◆ What the task requires:
Produce the records below again, word for word, but stop after the line that contains "package during preparation.".

◆ Task material:
____________

//! Provisions, re-signs, and installs app packages onto connected devices
//! through a developer-portal account.
//!
//! The heart of the crate is [`pipeline::InstallPipeline`], which drives a
//! run through its stages: authenticate, resolve the team and certificate,
//! prepare the device, stage the package, resolve provisioning profiles,
//! re-sign, and install. Every external boundary (portal, device transport,
//! signer, prompts, notifications) is a trait, with scripted implementations
//! in [`mock`] for tests.

pub mod anisette;
pub mod app;
pub mod certificates;
pub mod cli;
pub mod config;
pub mod device;
pub mod disk;
pub mod error;
pub mod interaction;
pub mod notify;
pub mod pipeline;
pub mod portal;
pub mod profiles;
pub mod signer;

pub mod mock;
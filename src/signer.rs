//! Package preparation and re-signing.
//!
//! Preparation rewrites each bundle's Info.plist for its newly-issued
//! profile and records enough metadata inside the package for the app to
//! refresh itself later. Signing proper is behind a trait; the production
//! signer shells out to an external signing tool with the certificate
//! material written to a run-scoped temporary directory.

use std::collections::HashMap;
use std::fs;
use std::path::Path;
use std::process::Stdio;

use anyhow::{Context, Result, anyhow, bail};
use async_trait::async_trait;
use log::debug;
use tokio::process::Command;

use crate::app::{self, Application, info_keys};
use crate::certificates::encrypted_certificate_blob;
use crate::portal::types::{Certificate, Device, ProvisioningProfile, entitlements};

/// File name of the certificate blob embedded into the companion app.
const EMBEDDED_CERTIFICATE_FILE: &str = "certificate.p12";

const EMBEDDED_PROFILE_FILE: &str = "embedded.mobileprovision";

#[async_trait]
pub trait AppSigner: Send + Sync {
    /// Sign the unpacked `.app` bundle at `app_path` (including nested
    /// extensions) against the given profiles.
    async fn sign(&self, app_path: &Path, profiles: &[ProvisioningProfile]) -> Result<()>;
}

/// Run-scoped context recorded into the package during preparation.
pub struct PackageMetadata<'a> {
    pub device: &'a Device,
    /// Stable identifier of this installation, so the companion app can find
    /// its way back to the server that installed it.
    pub server_id: &'a str,
    pub certificate: &'a Certificate,
}

/// Rewrite `app` and its extensions in place for their issued profiles.
///
/// Each bundle gets the profile's adjusted bundle identifier, its original
/// identifier under a private key, the granted app-group list, and the raw
/// profile embedded. The main app additionally gets a callback URL scheme,
/// and the companion app gets the device, server, and certificate metadata it
/// needs to re-sign apps on its own.
pub fn prepare_package(
    app: &Application,
    profiles: &HashMap<String, ProvisioningProfile>,
    metadata: &PackageMetadata<'_>,
) -> Result<()> {
    prepare_bundle(app, profiles, metadata, true)?;
    for extension in &app.extensions {
        prepare_bundle(extension, profiles, metadata, false)?;
    }
    Ok(())
}

fn prepare_bundle(
    bundle: &Application,
    profiles: &HashMap<String, ProvisioningProfile>,
    metadata: &PackageMetadata<'_>,
    is_main_app: bool,
) -> Result<()> {
    let profile = profiles.get(&bundle.bundle_identifier).ok_or_else(|| {
        anyhow!("no profile resolved for {}", bundle.bundle_identifier)
    })?;

    let mut info = app::read_info_plist(&bundle.path)?;

    info.insert(
        "CFBundleIdentifier".into(),
        plist::Value::from(profile.bundle_identifier.as_str()),
    );
    info.insert(
        info_keys::ORIGINAL_BUNDLE_ID.into(),
        plist::Value::from(bundle.bundle_identifier.as_str()),
    );
    info.insert(
        info_keys::APP_GROUPS.into(),
        plist::Value::Array(
            granted_app_groups(profile)
                .into_iter()
                .map(plist::Value::from)
                .collect(),
        ),
    );

    if is_main_app {
        append_url_scheme(&mut info, &bundle.bundle_identifier);
    }

    if is_main_app && bundle.is_companion() {
        info.insert(
            info_keys::DEVICE_ID.into(),
            plist::Value::from(metadata.device.identifier.as_str()),
        );
        info.insert(
            info_keys::SERVER_ID.into(),
            plist::Value::from(metadata.server_id),
        );
        info.insert(
            info_keys::CERTIFICATE_ID.into(),
            plist::Value::from(metadata.certificate.serial_number.as_str()),
        );

        if let Some(blob) = encrypted_certificate_blob(metadata.certificate) {
            fs::write(bundle.path.join(EMBEDDED_CERTIFICATE_FILE), blob)
                .context("failed to embed certificate into companion app")?;
        }
    }

    app::write_info_plist(&bundle.path, &info)?;

    fs::write(bundle.path.join(EMBEDDED_PROFILE_FILE), &profile.data)
        .with_context(|| format!("failed to embed profile in {}", bundle.path.display()))?;

    debug!(
        "prepared {} as {}",
        bundle.bundle_identifier, profile.bundle_identifier
    );
    Ok(())
}

/// App groups granted by the profile's entitlement set.
fn granted_app_groups(profile: &ProvisioningProfile) -> Vec<String> {
    match profile.entitlements.get(entitlements::APP_GROUPS) {
        Some(serde_json::Value::Array(groups)) => groups
            .iter()
            .filter_map(|value| value.as_str().map(str::to_string))
            .collect(),
        _ => Vec::new(),
    }
}

/// Register a `sideload-{bundle id}` URL scheme so the installed app can be
/// opened by callback, preserving any schemes the app already declares.
fn append_url_scheme(info: &mut plist::Dictionary, original_bundle_id: &str) {
    let scheme = plist::Value::from(format!("sideload-{original_bundle_id}"));

    let mut url_type = plist::Dictionary::new();
    url_type.insert(
        "CFBundleURLSchemes".into(),
        plist::Value::Array(vec![scheme]),
    );

    match info.get_mut(info_keys::URL_TYPES) {
        Some(plist::Value::Array(url_types)) => {
            url_types.push(plist::Value::Dictionary(url_type));
        }
        _ => {
            info.insert(
                info_keys::URL_TYPES.into(),
                plist::Value::Array(vec![plist::Value::Dictionary(url_type)]),
            );
        }
    }
}

/// Signer shelling out to an external code-signing tool.
///
/// The tool is expected to accept a certificate, a private key, and one
/// profile per bundle, and to recursively sign the bundle in place.
pub struct CommandSigner {
    program: String,
    certificate: Certificate,
}

impl CommandSigner {
    pub fn new(program: impl Into<String>, certificate: Certificate) -> Self {
        Self {
            program: program.into(),
            certificate,
        }
    }
}

#[async_trait]
impl AppSigner for CommandSigner {
    async fn sign(&self, app_path: &Path, profiles: &[ProvisioningProfile]) -> Result<()> {
        let staging = tempfile::tempdir()?;

        let certificate_path = staging.path().join("certificate.der");
        let key_path = staging.path().join("private.key");
        fs::write(
            &certificate_path,
            self.certificate
                .data
                .as_deref()
                .context("certificate has no data to sign with")?,
        )?;
        fs::write(
            &key_path,
            self.certificate
                .private_key
                .as_deref()
                .context("certificate has no private key to sign with")?,
        )?;

        let mut command = Command::new(&self.program);
        command
            .arg("-c")
            .arg(&certificate_path)
            .arg("-k")
            .arg(&key_path)
            .stdin(Stdio::null());

        for (index, profile) in profiles.iter().enumerate() {
            let profile_path = staging.path().join(format!("{index}.mobileprovision"));
            fs::write(&profile_path, &profile.data)?;
            command.arg("-m").arg(&profile_path);
        }

        let output = command
            .arg(app_path)
            .output()
            .await
            .with_context(|| format!("failed to run {}", self.program))?;

        if !output.status.success() {
            let stderr = String::from_utf8_lossy(&output.stderr);
            bail!(
                "{} exited with {}: {}",
                self.program,
                output.status,
                stderr.trim()
            );
        }

        Ok(())
    }
}
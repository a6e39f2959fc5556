//! Typed contract with the external developer portal.
//!
//! The portal itself is an external service; this module defines the
//! operations the pipeline needs ([`PortalClient`]), the object model
//! ([`types`]), and the idempotent fetch-or-create wrappers layered on top
//! ([`registration`]). The production transport lives in [`http`].

pub mod http;
pub mod registration;
pub mod types;

use async_trait::async_trait;
use thiserror::Error;

use crate::anisette::AnisetteData;
use crate::interaction::Interactor;
use types::{
    Account, AppGroup, AppId, Certificate, Device, DeviceKind, ProvisioningProfile, Session, Team,
};

/// Errors surfaced by the portal boundary.
#[derive(Debug, Error)]
pub enum PortalError {
    /// The account requires a verification code and the user declined to
    /// provide one. Filtered silently at the outermost caller.
    #[error("This account requires two-factor authentication.")]
    RequiresTwoFactor,

    /// Structured error payload returned by the portal.
    #[error("{title}: {detail}")]
    Api {
        code: String,
        title: String,
        detail: String,
    },

    #[error("portal request failed")]
    Http(#[from] reqwest::Error),

    #[error("unexpected portal response")]
    Decode(#[from] serde_json::Error),
}

/// Operations against the developer portal, one method per remote call.
///
/// Implementations are request-scoped and stateless; idempotence is layered
/// on in [`registration`], not here.
#[async_trait]
pub trait PortalClient: Send + Sync {
    /// Authenticate with the given credentials and attestation data. The
    /// portal may demand a one-time verification code mid-call; it is
    /// requested through `interactor` and a declined prompt fails with
    /// [`PortalError::RequiresTwoFactor`].
    async fn authenticate(
        &self,
        apple_id: &str,
        password: &str,
        anisette: &AnisetteData,
        interactor: &dyn Interactor,
    ) -> Result<(Account, Session), PortalError>;

    async fn fetch_teams(
        &self,
        account: &Account,
        session: &Session,
    ) -> Result<Vec<Team>, PortalError>;

    async fn fetch_devices(
        &self,
        kind: DeviceKind,
        team: &Team,
        session: &Session,
    ) -> Result<Vec<Device>, PortalError>;

    async fn register_device(
        &self,
        name: &str,
        identifier: &str,
        kind: DeviceKind,
        team: &Team,
        session: &Session,
    ) -> Result<Device, PortalError>;

    async fn fetch_certificates(
        &self,
        team: &Team,
        session: &Session,
    ) -> Result<Vec<Certificate>, PortalError>;

    async fn add_certificate(
        &self,
        machine_name: &str,
        team: &Team,
        session: &Session,
    ) -> Result<Certificate, PortalError>;

    async fn revoke_certificate(
        &self,
        certificate: &Certificate,
        team: &Team,
        session: &Session,
    ) -> Result<(), PortalError>;

    async fn fetch_app_ids(
        &self,
        team: &Team,
        session: &Session,
    ) -> Result<Vec<AppId>, PortalError>;

    async fn add_app_id(
        &self,
        name: &str,
        bundle_identifier: &str,
        team: &Team,
        session: &Session,
    ) -> Result<AppId, PortalError>;

    /// Push the AppID's current local feature set to the portal.
    async fn update_app_id(
        &self,
        app_id: &AppId,
        team: &Team,
        session: &Session,
    ) -> Result<AppId, PortalError>;

    async fn fetch_app_groups(
        &self,
        team: &Team,
        session: &Session,
    ) -> Result<Vec<AppGroup>, PortalError>;

    async fn add_app_group(
        &self,
        name: &str,
        group_identifier: &str,
        team: &Team,
        session: &Session,
    ) -> Result<AppGroup, PortalError>;

    async fn assign_app_id_to_groups(
        &self,
        app_id: &AppId,
        groups: &[AppGroup],
        team: &Team,
        session: &Session,
    ) -> Result<(), PortalError>;

    async fn fetch_provisioning_profile(
        &self,
        app_id: &AppId,
        device_kind: DeviceKind,
        team: &Team,
        session: &Session,
    ) -> Result<ProvisioningProfile, PortalError>;
}

/// Serde helper for binary blobs carried as base64 strings in portal payloads.
pub(crate) mod base64_bytes {
    use base64::Engine;
    use base64::engine::general_purpose::STANDARD;
    use serde::{Deserialize, Deserializer};

    pub fn deserialize<'de, D>(deserializer: D) -> Result<Vec<u8>, D::Error>
    where
        D: Deserializer<'de>,
    {
        let encoded = String::deserialize(deserializer)?;
        STANDARD
            .decode(encoded.as_bytes())
            .map_err(serde::de::Error::custom)
    }
}
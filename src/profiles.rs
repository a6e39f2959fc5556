//! Provisioning-profile resolution.
//!
//! Free-tier AppIDs are scoped to the team, so every bundle identifier in the
//! package is adjusted with the team identifier before any portal object is
//! created. Profiles are resolved per identity (main app plus each extension)
//! and returned keyed by the identity's original, on-disk bundle identifier,
//! since that is what the package still carries until re-signing.

use std::collections::HashMap;

use futures::future::try_join_all;
use log::info;

use crate::app::Application;
use crate::portal::registration::{register_app_id, update_app_groups, update_features};
use crate::portal::types::{DeviceKind, ProvisioningProfile, Session, Team};
use crate::portal::{PortalClient, PortalError};

/// One signable identity inside a package: the main app or an extension.
#[derive(Debug, Clone)]
pub struct SigningIdentity {
    /// Bundle identifier as it appears on disk, before adjustment.
    pub original_bundle_identifier: String,
    /// Team-scoped bundle identifier used for all portal objects.
    pub adjusted_bundle_identifier: String,
    /// AppID display name.
    pub name: String,
}

/// Team-scoped bundle identifier for the package's main app.
///
/// The companion app keeps the legacy scheme with the team identifier in
/// front, so reinstalling it on the same team reuses its historical AppID.
pub fn adjusted_bundle_identifier(app: &Application, team: &Team) -> String {
    if app.is_companion() {
        format!("com.{}.{}", team.identifier, app.bundle_identifier)
    } else {
        format!("{}.{}", app.bundle_identifier, team.identifier)
    }
}

/// Enumerate the identities of `app`, with adjusted identifiers applied
/// consistently across the main app and its extensions.
///
/// Extension identifiers share the main app's identifier as a prefix; the
/// adjusted extension identifier is produced by swapping that prefix so the
/// parent/child relationship survives adjustment.
pub fn signing_identities(app: &Application, team: &Team) -> Vec<SigningIdentity> {
    let parent_adjusted = adjusted_bundle_identifier(app, team);

    let mut identities = vec![SigningIdentity {
        original_bundle_identifier: app.bundle_identifier.clone(),
        adjusted_bundle_identifier: parent_adjusted.clone(),
        name: app.name.clone(),
    }];

    for extension in &app.extensions {
        identities.push(SigningIdentity {
            original_bundle_identifier: extension.bundle_identifier.clone(),
            adjusted_bundle_identifier: extension
                .bundle_identifier
                .replacen(&app.bundle_identifier, &parent_adjusted, 1),
            name: format!("{} {}", app.name, extension.name),
        });
    }

    identities
}

async fn resolve_identity(
    portal: &dyn PortalClient,
    identity: &SigningIdentity,
    app: &Application,
    device_kind: DeviceKind,
    team: &Team,
    session: &Session,
) -> Result<(String, ProvisioningProfile), PortalError> {
    let app_id = register_app_id(
        portal,
        &identity.name,
        &identity.adjusted_bundle_identifier,
        team,
        session,
    )
    .await?;

    let app_id = update_features(portal, app_id, app, team, session).await?;
    let app_id = update_app_groups(portal, app_id, app, team, session).await?;

    let profile = portal
        .fetch_provisioning_profile(&app_id, device_kind, team, session)
        .await?;

    info!(
        "resolved profile {} for {}",
        profile.identifier, identity.adjusted_bundle_identifier
    );

    Ok((identity.original_bundle_identifier.clone(), profile))
}

/// Resolve a provisioning profile for every identity in `app`, keyed by the
/// identity's original bundle identifier.
///
/// The main app is resolved first so its AppID and groups exist before the
/// extensions (which reference the same groups) are resolved concurrently.
pub async fn resolve_profiles(
    portal: &dyn PortalClient,
    app: &Application,
    device_kind: DeviceKind,
    team: &Team,
    session: &Session,
) -> Result<HashMap<String, ProvisioningProfile>, PortalError> {
    let identities = signing_identities(app, team);
    let Some((main, extensions)) = identities.split_first() else {
        return Ok(HashMap::new());
    };

    let mut profiles = HashMap::with_capacity(identities.len());

    let (original, profile) =
        resolve_identity(portal, main, app, device_kind, team, session).await?;
    profiles.insert(original, profile);

    let extension_lookup: HashMap<&str, &Application> = app
        .extensions
        .iter()
        .map(|extension| (extension.bundle_identifier.as_str(), extension))
        .collect();

    let resolved = try_join_all(extensions.iter().map(|identity| {
        let extension = extension_lookup[identity.original_bundle_identifier.as_str()];
        resolve_identity(portal, identity, extension, device_kind, team, session)
    }))
    .await?;

    for (original, profile) in resolved {
        profiles.insert(original, profile);
    }

    Ok(profiles)
}

#[cfg(test)]
mod tests {
    use super::*;
    use crate::app::COMPANION_BUNDLE_ID;
    use crate::mock::{self, MockPortal, PortalCall};
    use crate::portal::types::TeamKind;

    fn team() -> Team {
        mock::team(TeamKind::Free)
    }

    #[test]
    fn regular_apps_get_team_suffix() {
        let app = Application::for_tests("com.example.app", "Example", HashMap::new());
        assert_eq!(
            adjusted_bundle_identifier(&app, &team()),
            "com.example.app.ABC123XYZ0"
        );
    }

    #[test]
    fn companion_app_gets_team_prefix() {
        let app = Application::for_tests(COMPANION_BUNDLE_ID, "Store", HashMap::new());
        assert_eq!(
            adjusted_bundle_identifier(&app, &team()),
            format!("com.ABC123XYZ0.{COMPANION_BUNDLE_ID}")
        );
    }

    #[test]
    fn extension_identifiers_follow_the_parent() {
        let mut app = Application::for_tests("com.example.app", "Example", HashMap::new());
        app.extensions.push(Application::for_tests(
            "com.example.app.Widget",
            "Widget",
            HashMap::new(),
        ));

        let identities = signing_identities(&app, &team());
        assert_eq!(identities.len(), 2);
        assert_eq!(
            identities[1].adjusted_bundle_identifier,
            "com.example.app.ABC123XYZ0.Widget"
        );
        assert_eq!(identities[1].name, "Example Widget");
    }

    #[tokio::test]
    async fn profiles_are_keyed_by_original_identifier() {
        let mut app = Application::for_tests("com.example.app", "Example", HashMap::new());
        app.extensions.push(Application::for_tests(
            "com.example.app.Widget",
            "Widget",
            HashMap::new(),
        ));

        let portal = MockPortal::new();
        let profiles = resolve_profiles(
            &portal,
            &app,
            DeviceKind::Iphone,
            &team(),
            &mock::session(),
        )
        .await
        .unwrap();

        assert_eq!(profiles.len(), 2);
        assert_eq!(
            profiles["com.example.app"].bundle_identifier,
            "com.example.app.ABC123XYZ0"
        );
        assert_eq!(
            profiles["com.example.app.Widget"].bundle_identifier,
            "com.example.app.ABC123XYZ0.Widget"
        );
        assert_eq!(portal.count(PortalCall::FetchProvisioningProfile), 2);
    }

    #[tokio::test]
    async fn resolution_is_idempotent_across_runs() {
        let app = Application::for_tests("com.example.app", "Example", HashMap::new());
        let portal = MockPortal::new();

        for _ in 0..2 {
            resolve_profiles(
                &portal,
                &app,
                DeviceKind::Iphone,
                &team(),
                &mock::session(),
            )
            .await
            .unwrap();
        }

        assert_eq!(portal.count(PortalCall::AddAppId), 1);
    }
}
use clap::{Parser, Subcommand, ValueEnum};

use crate::portal::types::{DeviceKind, OsVersion};

#[derive(Parser, Debug)]
#[command(version, about = "sideloadd app installer")]
pub struct Args {
    #[command(subcommand)]
    pub sub: Cmd,
}

#[derive(clap::Args, Debug, Clone)]
pub struct AccountArgs {
    /// Developer-account identifier (email address)
    #[arg(long)]
    pub apple_id: String,
}

#[derive(clap::Args, Debug, Clone)]
pub struct DeviceArgs {
    /// Hardware identifier (UDID) of the target device
    #[arg(long, short = 'u')]
    pub device_id: String,

    /// Display name registered for the device
    #[arg(long, default_value = "Device")]
    pub device_name: String,

    /// Device family
    #[arg(long, value_enum, default_value = "iphone")]
    pub device_kind: DeviceKindArg,

    /// OS version of the device, e.g. 17.2 (needed for JIT support)
    #[arg(long, value_parser = parse_os_version)]
    pub os_version: Option<OsVersion>,
}

#[derive(ValueEnum, Debug, Clone, Copy)]
pub enum DeviceKindArg {
    Iphone,
    Ipad,
    Appletv,
}

impl From<DeviceKindArg> for DeviceKind {
    fn from(kind: DeviceKindArg) -> Self {
        match kind {
            DeviceKindArg::Iphone => DeviceKind::Iphone,
            DeviceKindArg::Ipad => DeviceKind::Ipad,
            DeviceKindArg::Appletv => DeviceKind::Appletv,
        }
    }
}

#[derive(Subcommand, Debug)]
pub enum Cmd {
    /// Install an app package (a local .ipa path or an https URL)
    Install {
        /// Path or URL of the package to install
        package: String,

        #[command(flatten)]
        account: AccountArgs,

        #[command(flatten)]
        device: DeviceArgs,

        /// External code-signing tool to invoke
        #[arg(long, default_value = "zsign")]
        signer: String,
    },
    /// Download and install the companion app
    InstallCompanion {
        #[command(flatten)]
        account: AccountArgs,

        #[command(flatten)]
        device: DeviceArgs,

        /// External code-signing tool to invoke
        #[arg(long, default_value = "zsign")]
        signer: String,
    },
    /// Enable JIT for an installed app by attaching a debugger to it
    Jit {
        /// Process name of the installed app
        process: String,

        #[command(flatten)]
        device: DeviceArgs,
    },
}

fn parse_os_version(value: &str) -> Result<OsVersion, String> {
    let (major, minor) = value
        .split_once('.')
        .ok_or_else(|| format!("expected MAJOR.MINOR, got {value}"))?;
    Ok(OsVersion {
        major: major.parse().map_err(|_| format!("invalid major version in {value}"))?,
        minor: minor.parse().map_err(|_| format!("invalid minor version in {value}"))?,
    })
}
//! Idempotent fetch-or-create wrappers over the raw portal operations.
//!
//! Every registration first lists existing objects and returns a match by its
//! natural key, so re-running a pipeline never creates duplicates. Feature
//! synchronization only writes when something actually changed, to avoid
//! needless portal writes and the rate-limit risk that comes with them.

use log::debug;
use serde_json::Value;
use tokio::sync::Mutex;

use super::types::{AppId, Device, Session, Team, feature_for_entitlement};
use super::{PortalClient, PortalError};
use crate::app::Application;

/// Serializes group resolution across concurrent runs targeting the same
/// portal account, so two runs cannot race to create the same group twice.
static APP_GROUPS_LOCK: Mutex<()> = Mutex::const_new(());

/// Display-name prefix for groups this tool creates.
const GROUP_NAME_PREFIX: &str = "Sideload";

/// Ensure `device` is registered with the team, returning the portal record
/// with the locally-known OS version carried over.
pub async fn register_device(
    portal: &dyn PortalClient,
    device: &Device,
    team: &Team,
    session: &Session,
) -> Result<Device, PortalError> {
    let devices = portal.fetch_devices(device.kind, team, session).await?;

    let mut registered = match devices
        .into_iter()
        .find(|existing| existing.identifier == device.identifier)
    {
        Some(existing) => existing,
        None => {
            portal
                .register_device(&device.name, &device.identifier, device.kind, team, session)
                .await?
        }
    };

    // The portal does not track OS versions; the disk-image lookup needs it.
    registered.os_version = device.os_version;
    Ok(registered)
}

/// Ensure an AppID exists for `bundle_identifier`, returning the existing one
/// when present.
pub async fn register_app_id(
    portal: &dyn PortalClient,
    name: &str,
    bundle_identifier: &str,
    team: &Team,
    session: &Session,
) -> Result<AppId, PortalError> {
    let app_ids = portal.fetch_app_ids(team, session).await?;

    match app_ids
        .into_iter()
        .find(|app_id| app_id.bundle_identifier == bundle_identifier)
    {
        Some(app_id) => Ok(app_id),
        None => {
            portal
                .add_app_id(name, bundle_identifier, team, session)
                .await
        }
    }
}

/// Capabilities `app` requires from its entitlement set, as portal feature
/// values. Declaring any app group implies the groups feature.
fn required_features(app: &Application) -> Vec<(&'static str, Value)> {
    let mut features: Vec<(&'static str, Value)> = app
        .entitlements
        .iter()
        .filter_map(|(entitlement, value)| {
            feature_for_entitlement(entitlement).map(|feature| (feature, value.clone()))
        })
        .collect();

    if !app.app_groups().is_empty() {
        features.retain(|(feature, _)| *feature != super::types::features::APP_GROUPS);
        features.push((super::types::features::APP_GROUPS, Value::Bool(true)));
    }

    features
}

/// Synchronize the AppID's enabled features with what `app` requires.
///
/// Issues an update call only if at least one required capability is missing
/// or has a different value; otherwise this is a no-op and the AppID is
/// returned unchanged.
pub async fn update_features(
    portal: &dyn PortalClient,
    app_id: AppId,
    app: &Application,
    team: &Team,
    session: &Session,
) -> Result<AppId, PortalError> {
    let required = required_features(app);

    let out_of_date = required
        .iter()
        .any(|(feature, value)| app_id.features.get(*feature) != Some(value));

    if !out_of_date {
        debug!("features for {} already up to date", app_id.bundle_identifier);
        return Ok(app_id);
    }

    let mut updated = app_id;
    for (feature, value) in required {
        updated.features.insert(feature.to_string(), value);
    }

    portal.update_app_id(&updated, team, session).await
}

/// Synchronize application groups declared in `app`'s entitlements onto the
/// AppID, creating missing groups under the run-wide group lock.
///
/// When the app declares no groups and the AppID does not have the groups
/// feature enabled this is a no-op. When the feature is already enabled we
/// proceed with the (possibly empty) set so stale assignments get removed.
pub async fn update_app_groups(
    portal: &dyn PortalClient,
    app_id: AppId,
    app: &Application,
    team: &Team,
    session: &Session,
) -> Result<AppId, PortalError> {
    let declared_groups = app.app_groups();

    if declared_groups.is_empty() {
        let groups_enabled = matches!(
            app_id.features.get(super::types::features::APP_GROUPS),
            Some(Value::Bool(true))
        );
        if !groups_enabled {
            debug!("no app groups for {}", app_id.bundle_identifier);
            return Ok(app_id);
        }
    }

    // Callers must not hold a per-request completion queue here: the lock is
    // shared across concurrent resolutions for the whole process.
    let _guard = APP_GROUPS_LOCK.lock().await;

    let existing = portal.fetch_app_groups(team, session).await?;

    let mut resolved = Vec::with_capacity(declared_groups.len());
    for group_identifier in &declared_groups {
        let adjusted_identifier = format!("{group_identifier}.{}", team.identifier);

        if let Some(group) = existing
            .iter()
            .find(|group| group.group_identifier == adjusted_identifier)
        {
            resolved.push(group.clone());
            continue;
        }

        // Not all characters are allowed in group names; periods become spaces.
        let name = format!("{GROUP_NAME_PREFIX} {}", group_identifier.replace('.', " "));
        let group = portal
            .add_app_group(&name, &adjusted_identifier, team, session)
            .await?;
        resolved.push(group);
    }

    portal
        .assign_app_id_to_groups(&app_id, &resolved, team, session)
        .await?;

    Ok(app_id)
}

____________

◆ Solution to this exercise:
//! Provisions, re-signs, and installs app packages onto connected devices
//! through a developer-portal account.
//!
//! The heart of the crate is [`pipeline::InstallPipeline`], which drives a
//! run through its stages: authenticate, resolve the team and certificate,
//! prepare the device, stage the package, resolve provisioning profiles,
//! re-sign, and install. Every external boundary (portal, device transport,
//! signer, prompts, notifications) is a trait, with scripted implementations
//! in [`mock`] for tests.

pub mod anisette;
pub mod app;
pub mod certificates;
pub mod cli;
pub mod config;
pub mod device;
pub mod disk;
pub mod error;
pub mod interaction;
pub mod notify;
pub mod pipeline;
pub mod portal;
pub mod profiles;
pub mod signer;

pub mod mock;
filename src/signer.rs
//! Package preparation and re-signing.
//!
//! Preparation rewrites each bundle's Info.plist for its newly-issued
//! profile and records enough metadata inside the package for the app to
//! refresh itself later. Signing proper is behind a trait; the production
//! signer shells out to an external signing tool with the certificate
//! material written to a run-scoped temporary directory.

use std::collections::HashMap;
use std::fs;
use std::path::Path;
use std::process::Stdio;

use anyhow::{Context, Result, anyhow, bail};
use async_trait::async_trait;
use log::debug;
use tokio::process::Command;

use crate::app::{self, Application, info_keys};
use crate::certificates::encrypted_certificate_blob;
use crate::portal::types::{Certificate, Device, ProvisioningProfile, entitlements};

/// File name of the certificate blob embedded into the companion app.
const EMBEDDED_CERTIFICATE_FILE: &str = "certificate.p12";

const EMBEDDED_PROFILE_FILE: &str = "embedded.mobileprovision";

#[async_trait]
pub trait AppSigner: Send + Sync {
    /// Sign the unpacked `.app` bundle at `app_path` (including nested
    /// extensions) against the given profiles.
    async fn sign(&self, app_path: &Path, profiles: &[ProvisioningProfile]) -> Result<()>;
}

/// Run-scoped context recorded into the package during preparation.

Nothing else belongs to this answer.